On se rappelle le Michaux d’Ecuador et des explorations oniriques, les chroniques imaginaires de Milorad Pavic ou le toboggan aux images de Jean-Marc Lovay en lisant les «entrevoûtes» de Nos animaux préférés d’Antoine Volodine, qui relève à la fois du conte fantastique et de la variation délirante sur une suite de thèmes qui ne le sont pas du tout, dans le droit fil des fictions post-exotiques de l’auteur.
Celui-ci explique d’ailleurs sa démarche par le truchement du Commentaire à la Shagga du ciel péniblement infini, superbe ensemble de sept textes poétiques d’un ton plus grave et d’une teneur soudain plus dense que l’ensemble foldingue du recueil. Le commentaire en question précise que «la Shaggå a été conçue pour évoquer, et en même temps pour leurrer, pour protéger, pour résister à toute effraction. Elle contient une part de mystère indéchiffrable et, sous ses dehors anodins, elle proclame paisiblement que sa raison d’être est ailleurs: c’est une esthétique de l’esquive qui lui donne sa force poétique (…), et plus loin il est encore dit que la Shagga module «une rêverie susceptible de vriser encore ça et là le réel, l’inexorable réel de la marchandise et de la guerre; un territoire d’exil; une parole chamane».
A part les sept morceaux de sagesse du livre, celui-ci se déploie comme une suite de chroniques humanoïdo-animales où, après la première Brève rencontre de l’éléphant Wong avec une humaine agressive, qu’il est contraint d’écraser d’une ferme patte défensive, défilent Sa Majestable Balbutiar le roi du varech à l’échine bouldebrayée, dont on apprend le mode cruel de reproduction, les sept reines sirènes aux règnes ponctués d’événements hégémoniaques ou insurrectionnels variés (méditons au passage sur le sort de Sole-Sole III la reine des Anarchistes qui fit la peau de Jean Balbutiar avant de finir violée et envasée), pour finir sur la triste fin de vie de Wong assisté en ses derniers instants par Tatiana Crow l’humaine compatissante et à belles mamelles mais incapable de surseoir à son enlisement fatal.
Evidemment un tel livre ne se raconte pas: il se slurpe et s’absorbe à fond les papilles, tout ouïes et branchies branchées et toutes palpèbres, tout nasarium et tous doigts peloteurs actionnés à pleines manettes.
Enfin il me faut, pour embrayer sur les Bonnes Résolutions convenant à un 1er de l’An, recopier ce fragment du Passage, le premier des sept textes sapientiaux de l’ouvrage: «Et c’est sur cette lumière-là, non navigable, fictive, que tu façonneras le passage, dans cette lumière volée, dans la misère orgueilleuse de cette lumère volée». (1er janvier 2006)
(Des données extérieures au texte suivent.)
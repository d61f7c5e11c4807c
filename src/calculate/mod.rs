//! Statistics calculation engine.
//!
//! Computes derived metrics from recorded games:
//! - Player and team tallies, win-rate rankings
//! - Current and longest streaks
//! - Session (meetup) segmentation and rank movement across sessions
//! - Minimal rank-up conditions
//! - Dashboard events and the yearly recap
//!
//! Everything here is pure: inputs are borrowed record slices, outputs are
//! freshly built values.

pub mod events;
pub mod rank_change;
pub mod rank_up;
pub mod ranking;
pub mod recap;
pub mod session;
pub mod streak;

pub use events::*;
pub use rank_change::*;
pub use rank_up::*;
pub use ranking::*;
pub use recap::*;
pub use session::*;
pub use streak::*;

use crate::models::{MatchRecord, PlayerId, PlayerTallies, TeamKey, TeamTallies, Tally, ROSTER};

/// Fold games into per-player tallies. Every roster member is present,
/// starting from 0/0.
pub fn player_tallies<'a, I>(matches: I) -> PlayerTallies
where
    I: IntoIterator<Item = &'a MatchRecord>,
{
    let mut tallies: PlayerTallies = ROSTER.iter().map(|p| (*p, Tally::default())).collect();

    for m in matches {
        for p in &m.winning_team {
            tallies.entry(*p).or_default().record_win();
        }
        for p in &m.losing_team {
            tallies.entry(*p).or_default().record_loss();
        }
    }

    tallies
}

/// Fold games into per-team tallies. A team appears only once it has played.
pub fn team_tallies<'a, I>(matches: I) -> TeamTallies
where
    I: IntoIterator<Item = &'a MatchRecord>,
{
    let mut tallies = TeamTallies::new();

    for m in matches {
        tallies.entry(m.winning_key()).or_default().record_win();
        tallies.entry(m.losing_key()).or_default().record_loss();
    }

    tallies
}

/// Player and team tallies in one call.
pub fn aggregate(matches: &[MatchRecord]) -> (PlayerTallies, TeamTallies) {
    (player_tallies(matches), team_tallies(matches))
}

/// Games ordered oldest first. Games with equal timestamps keep input order.
pub fn chronological(matches: &[MatchRecord]) -> Vec<&MatchRecord> {
    let mut sorted: Vec<&MatchRecord> = matches.iter().collect();
    sorted.sort_by_key(|m| m.created_at);
    sorted
}

/// The games a player took part in, oldest first, with whether they won.
pub fn player_history<'a>(player: PlayerId, sorted: &[&'a MatchRecord]) -> Vec<(&'a MatchRecord, bool)> {
    sorted
        .iter()
        .filter_map(|m| m.outcome_for(player).map(|won| (*m, won)))
        .collect()
}

/// The games a team played together, oldest first, with whether it won.
pub fn team_history<'a>(team: TeamKey, sorted: &[&'a MatchRecord]) -> Vec<(&'a MatchRecord, bool)> {
    sorted
        .iter()
        .filter_map(|m| m.team_outcome(team).map(|won| (*m, won)))
        .collect()
}

/// Just the win/loss flags of a history.
pub fn outcomes(history: &[(&MatchRecord, bool)]) -> Vec<bool> {
    history.iter().map(|(_, won)| *won).collect()
}

#[cfg(test)]
pub(crate) mod test_support {
    use chrono::{DateTime, Duration, TimeZone, Utc};

    use crate::models::{MatchRecord, PlayerId};

    pub use PlayerId::{Ji as C, Jab as A, Kyu as B, Meo as D, Woong as E};

    pub fn base_time() -> DateTime<Utc> {
        Utc.with_ymd_and_hms(2025, 3, 1, 12, 0, 0).unwrap()
    }

    /// A game `minutes` after the base time.
    pub fn game_at(w: [PlayerId; 2], l: [PlayerId; 2], minutes: i64) -> MatchRecord {
        MatchRecord::new(w, l, base_time() + Duration::minutes(minutes))
    }

    /// Games one minute apart, in the given order.
    pub fn games(specs: &[([PlayerId; 2], [PlayerId; 2])]) -> Vec<MatchRecord> {
        specs
            .iter()
            .enumerate()
            .map(|(i, (w, l))| game_at(*w, *l, i as i64))
            .collect()
    }
}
«Le plus favorable moment, pour parler de l’été qui vient, c’est quand la neige tombe» (Jacques Audiberti)

«Pourquoi lisons-nous, sinon dans l’espoir d’une beauté mise à nu, d’une vie plus dense et d’un coup de sonde dans son mystère le plus profond». (Annie Dillard)

«Et toute lecture – même entreprise pour les motifs les plus bas – nous fait pénérer dans le cabinet secret où l’humanité nous entretient à voix basse du sort qui lui est fait sous le soleil». (John Cowper Powys)
«Laissez venir l’immensité des choses» (C.F. Ramuz)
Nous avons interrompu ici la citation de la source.